▶ Prompt: Which of the lines in the data below contain the string "fields"? Copy each of them.

▶ Material for this exercise:
***

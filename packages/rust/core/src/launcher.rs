//! Launcher loading, interpreter resolution, and command execution.

use std::path::{Path, PathBuf};
use std::process::Command;

use chrono::{DateTime, Local};
use presetui_shared::{AppConfig, LauncherSpec, PresetUiError, Result};
use tracing::{debug, info, instrument, warn};

/// A launcher file loaded from disk with its resolved preset file location.
#[derive(Debug, Clone)]
pub struct LoadedLauncher {
    pub spec: LauncherSpec,
    /// The launcher file itself.
    pub path: PathBuf,
    /// Where user-saved presets are read from and written to.
    pub presets_path: PathBuf,
    /// Non-fatal validation findings.
    pub warnings: Vec<String>,
}

/// Parse, normalise, and validate a launcher file.
#[instrument(skip_all, fields(path = %path.display()))]
pub fn load_launcher(path: &Path) -> Result<LoadedLauncher> {
    let content = std::fs::read_to_string(path).map_err(|e| PresetUiError::io(path, e))?;
    let mut spec: LauncherSpec = serde_yaml::from_str(&content)
        .map_err(|e| PresetUiError::parse(format!("failed to parse {}: {e}", path.display())))?;
    spec.normalize();

    let warnings = spec.validate()?;
    for w in &warnings {
        warn!("{w}");
    }

    let base = path.parent().unwrap_or_else(|| Path::new(""));
    let presets_path = match &spec.presets_file {
        Some(p) if p.is_absolute() => p.clone(),
        Some(p) => base.join(p),
        None => {
            let stem = path
                .file_stem()
                .map(|s| s.to_string_lossy().into_owned())
                .unwrap_or_else(|| "launcher".into());
            base.join(format!("{stem}.presets.yaml"))
        }
    };

    debug!(
        checkboxes = spec.checkboxes.len(),
        parameters = spec.parameters.len(),
        presets = spec.presets.len(),
        presets_path = %presets_path.display(),
        "loaded launcher"
    );

    Ok(LoadedLauncher {
        spec,
        path: path.to_path_buf(),
        presets_path,
        warnings,
    })
}

// ---------------------------------------------------------------------------
// Interpreter resolution
// ---------------------------------------------------------------------------

/// Pick the interpreter for a launcher.
///
/// Order: the env var named by `launch.interpreter_env`, the launcher's own
/// `interpreter`, a virtual-env interpreter near the working directory (when
/// `launch.use_venv`), then `defaults.interpreter`.
pub fn resolve_interpreter(
    spec: &LauncherSpec,
    config: &AppConfig,
    env: impl Fn(&str) -> Option<String>,
    search_paths: &[PathBuf],
) -> String {
    if let Some(from_env) = env(&config.launch.interpreter_env).filter(|v| !v.trim().is_empty()) {
        debug!(var = %config.launch.interpreter_env, interpreter = %from_env, "interpreter from env");
        return from_env;
    }
    if let Some(own) = &spec.interpreter {
        return own.clone();
    }
    if config.launch.use_venv {
        if let Some(venv) = find_venv_interpreter(search_paths, &config.launch.venv_names) {
            debug!(interpreter = %venv.display(), "found virtual-env interpreter");
            return venv.to_string_lossy().into_owned();
        }
    }
    config.defaults.interpreter.clone()
}

/// Default venv search roots: the working directory and its parent.
pub fn default_search_paths() -> Vec<PathBuf> {
    let Ok(cwd) = std::env::current_dir() else {
        return Vec::new();
    };
    let mut paths = vec![cwd.clone()];
    if let Some(parent) = cwd.parent() {
        paths.push(parent.to_path_buf());
    }
    paths
}

/// First `<path>/<venv>/bin/python` (or `Scripts\python.exe` on Windows)
/// that exists, probing paths in order and venv names in order.
pub fn find_venv_interpreter(search_paths: &[PathBuf], venv_names: &[String]) -> Option<PathBuf> {
    let (bin_dir, exe) = if cfg!(windows) {
        ("Scripts", "python.exe")
    } else {
        ("bin", "python")
    };

    search_paths
        .iter()
        .flat_map(|root| venv_names.iter().map(move |name| root.join(name)))
        .filter(|venv| venv.is_dir())
        .map(|venv| venv.join(bin_dir).join(exe))
        .find(|candidate| candidate.is_file())
}

// ---------------------------------------------------------------------------
// Execution
// ---------------------------------------------------------------------------

/// How a collected command is carried out.
#[derive(Debug, Clone, Copy, PartialEq, Eq)]
pub enum LaunchMode {
    /// Run in the current terminal, inheriting stdio.
    Inline,
    /// Do not run; hand back the display form.
    DryRun,
}

/// What [`execute`] did.
#[derive(Debug, Clone, PartialEq, Eq)]
pub enum LaunchOutcome {
    /// The child ran and exited successfully.
    Completed,
    /// Dry run: the command that would have run.
    Printed(String),
}

/// `"<title> MM-DD HH:MM"`, labelling a launched session.
pub fn session_title(title: &str, now: DateTime<Local>) -> String {
    format!("{title} {}", now.format("%m-%d %H:%M"))
}

/// Build a process command from an argv (`argv[0]` is the executable).
pub fn build_command(argv: &[String]) -> Result<Command> {
    let (program, args) = argv
        .split_first()
        .ok_or_else(|| PresetUiError::launch("empty command line", None))?;
    let mut cmd = Command::new(program);
    cmd.args(args);
    Ok(cmd)
}

/// Run (or print) the command.
#[instrument(skip(argv), fields(program = argv.first().map(String::as_str).unwrap_or("")))]
pub fn execute(argv: &[String], mode: LaunchMode) -> Result<LaunchOutcome> {
    let shown = crate::form::display_command(argv);
    match mode {
        LaunchMode::DryRun => Ok(LaunchOutcome::Printed(shown)),
        LaunchMode::Inline => {
            let mut cmd = build_command(argv)?;
            info!(command = %shown, "launching");
            let status = cmd
                .status()
                .map_err(|e| PresetUiError::launch(format!("failed to start '{}': {e}", argv[0]), None))?;
            if status.success() {
                Ok(LaunchOutcome::Completed)
            } else {
                Err(PresetUiError::launch(
                    format!("command exited with {status}"),
                    status.code(),
                ))
            }
        }
    }
}
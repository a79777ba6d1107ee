//! PresetUI full-screen interface.
//!
//! Renders a launcher form with `ratatui` + `crossterm`: a preset list,
//! checkbox options, parameters, and a live command preview. The caller
//! gets back an [`Outcome`] and decides how to launch.

mod app;
mod dialog;
mod panes;
pub mod theme;
mod widgets;

use std::fs::OpenOptions;
use std::path::Path;
use std::sync::Mutex;

use color_eyre::eyre::{Report, Result, WrapErr};
use presetui_core::clipboard::SystemClipboard;
use presetui_shared::{AppConfig, PresetUiError, ThemeMode};
use tracing_subscriber::EnvFilter;

pub use app::{App, Outcome, TuiOptions, run};
pub use theme::Theme;

impl TuiOptions {
    /// Theme and clipboard as configured. A broken user style sheet falls
    /// back to the built-in one.
    pub fn from_config(config: &AppConfig, theme_override: Option<ThemeMode>) -> Self {
        let theme = match &config.ui.theme_file {
            Some(file) => Theme::from_file(Path::new(file)).unwrap_or_else(|e| {
                tracing::warn!(error = %e, "falling back to built-in theme");
                Theme::builtin()
            }),
            None => Theme::builtin(),
        };
        Self {
            theme,
            theme_mode: theme_override.unwrap_or(config.defaults.theme),
            clipboard: Box::new(SystemClipboard),
        }
    }
}

/// Send tracing output to `path` (appending) so it does not draw over the
/// alternate screen.
pub fn init_file_logging(path: &Path, default_level: &str) -> Result<()> {
    if let Some(parent) = path.parent() {
        std::fs::create_dir_all(parent)
            .wrap_err_with(|| format!("creating {}", parent.display()))?;
    }
    let file = OpenOptions::new()
        .create(true)
        .append(true)
        .open(path)
        .wrap_err_with(|| format!("opening log file {}", path.display()))?;

    let filter =
        EnvFilter::try_from_default_env().unwrap_or_else(|_| EnvFilter::new(default_level));
    tracing_subscriber::fmt()
        .with_env_filter(filter)
        .with_writer(Mutex::new(file))
        .with_ansi(false)
        .init();
    Ok(())
}

/// Exit code of a launched command that failed on its own. The child has
/// already printed its error, so callers exit with this code quietly.
pub fn child_exit_code(report: &Report) -> Option<i32> {
    match report.downcast_ref::<PresetUiError>() {
        Some(PresetUiError::Launch { code, .. }) => *code,
        _ => None,
    }
}

#[cfg(test)]
mod tests {
    use super::*;

    #[test]
    fn only_child_failures_carry_an_exit_code() {
        let failed: Report = PresetUiError::launch("exited with status 3", Some(3)).into();
        assert_eq!(child_exit_code(&failed), Some(3));

        let killed: Report = PresetUiError::launch("terminated by signal", None).into();
        assert_eq!(child_exit_code(&killed), None);

        let other: Report = PresetUiError::config("bad file").into();
        assert_eq!(child_exit_code(&other), None);
    }
}
//! Error types for PresetUI.
//!
//! Library crates use [`PresetUiError`] via `thiserror`.
//! App crates (cli/tui) wrap this with `color-eyre` for rich diagnostics.

use std::path::PathBuf;

/// Top-level error type for all PresetUI operations.
#[derive(Debug, thiserror::Error)]
pub enum PresetUiError {
    /// Configuration loading or validation error.
    #[error("config error: {message}")]
    Config { message: String },

    /// YAML/TOML parsing error for launcher or preset files.
    #[error("parse error: {message}")]
    Parse { message: String },

    /// Data validation error (unknown option id, bad choice, etc.).
    #[error("validation error: {message}")]
    Validation { message: String },

    /// Filesystem I/O error.
    #[error("I/O error at {path:?}: {source}")]
    Io {
        path: PathBuf,
        source: std::io::Error,
    },

    /// A preset name that does not exist was requested.
    #[error("preset not found: {0}")]
    PresetNotFound(String),

    /// Attempt to modify a preset shipped inside the launcher file.
    #[error("preset '{0}' is defined in the launcher file and cannot be changed here")]
    ReadOnlyPreset(String),

    /// System clipboard access failed.
    #[error("clipboard error: {0}")]
    Clipboard(String),

    /// Spawning or running the target program failed.
    #[error("launch error: {message}")]
    Launch {
        message: String,
        code: Option<i32>,
    },
}

/// Convenience alias used throughout the codebase.
pub type Result<T> = std::result::Result<T, PresetUiError>;

impl PresetUiError {
    /// Create a config error from any displayable message.
    pub fn config(msg: impl Into<String>) -> Self {
        Self::Config {
            message: msg.into(),
        }
    }

    /// Create a parse error from any displayable message.
    pub fn parse(msg: impl Into<String>) -> Self {
        Self::Parse {
            message: msg.into(),
        }
    }

    /// Create a validation error from any displayable message.
    pub fn validation(msg: impl Into<String>) -> Self {
        Self::Validation {
            message: msg.into(),
        }
    }

    /// Wrap a `std::io::Error` with a path for context.
    pub fn io(path: impl Into<PathBuf>, source: std::io::Error) -> Self {
        Self::Io {
            path: path.into(),
            source,
        }
    }

    /// Create a launch error, optionally carrying the child's exit code.
    pub fn launch(msg: impl Into<String>, code: Option<i32>) -> Self {
        Self::Launch {
            message: msg.into(),
            code,
        }
    }
}

#[cfg(test)]
mod tests {
    use super::*;

    #[test]
    fn error_display_formatting() {
        let err = PresetUiError::config("home directory unknown");
        assert_eq!(err.to_string(), "config error: home directory unknown");

        let err = PresetUiError::validation("duplicate option id 'mode'");
        assert!(err.to_string().contains("duplicate option id"));

        let err = PresetUiError::ReadOnlyPreset("fast".into());
        assert!(err.to_string().contains("'fast'"));
    }

    #[test]
    fn launch_error_keeps_exit_code() {
        let err = PresetUiError::launch("exited with status 2", Some(2));
        match err {
            PresetUiError::Launch { code, .. } => assert_eq!(code, Some(2)),
            other => panic!("unexpected variant: {other:?}"),
        }
    }
}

***

▶ Solution to the exercise:
#[instrument(skip_all, fields(path = %path.display()))]
#[instrument(skip(argv), fields(program = argv.first().map(String::as_str).unwrap_or("")))]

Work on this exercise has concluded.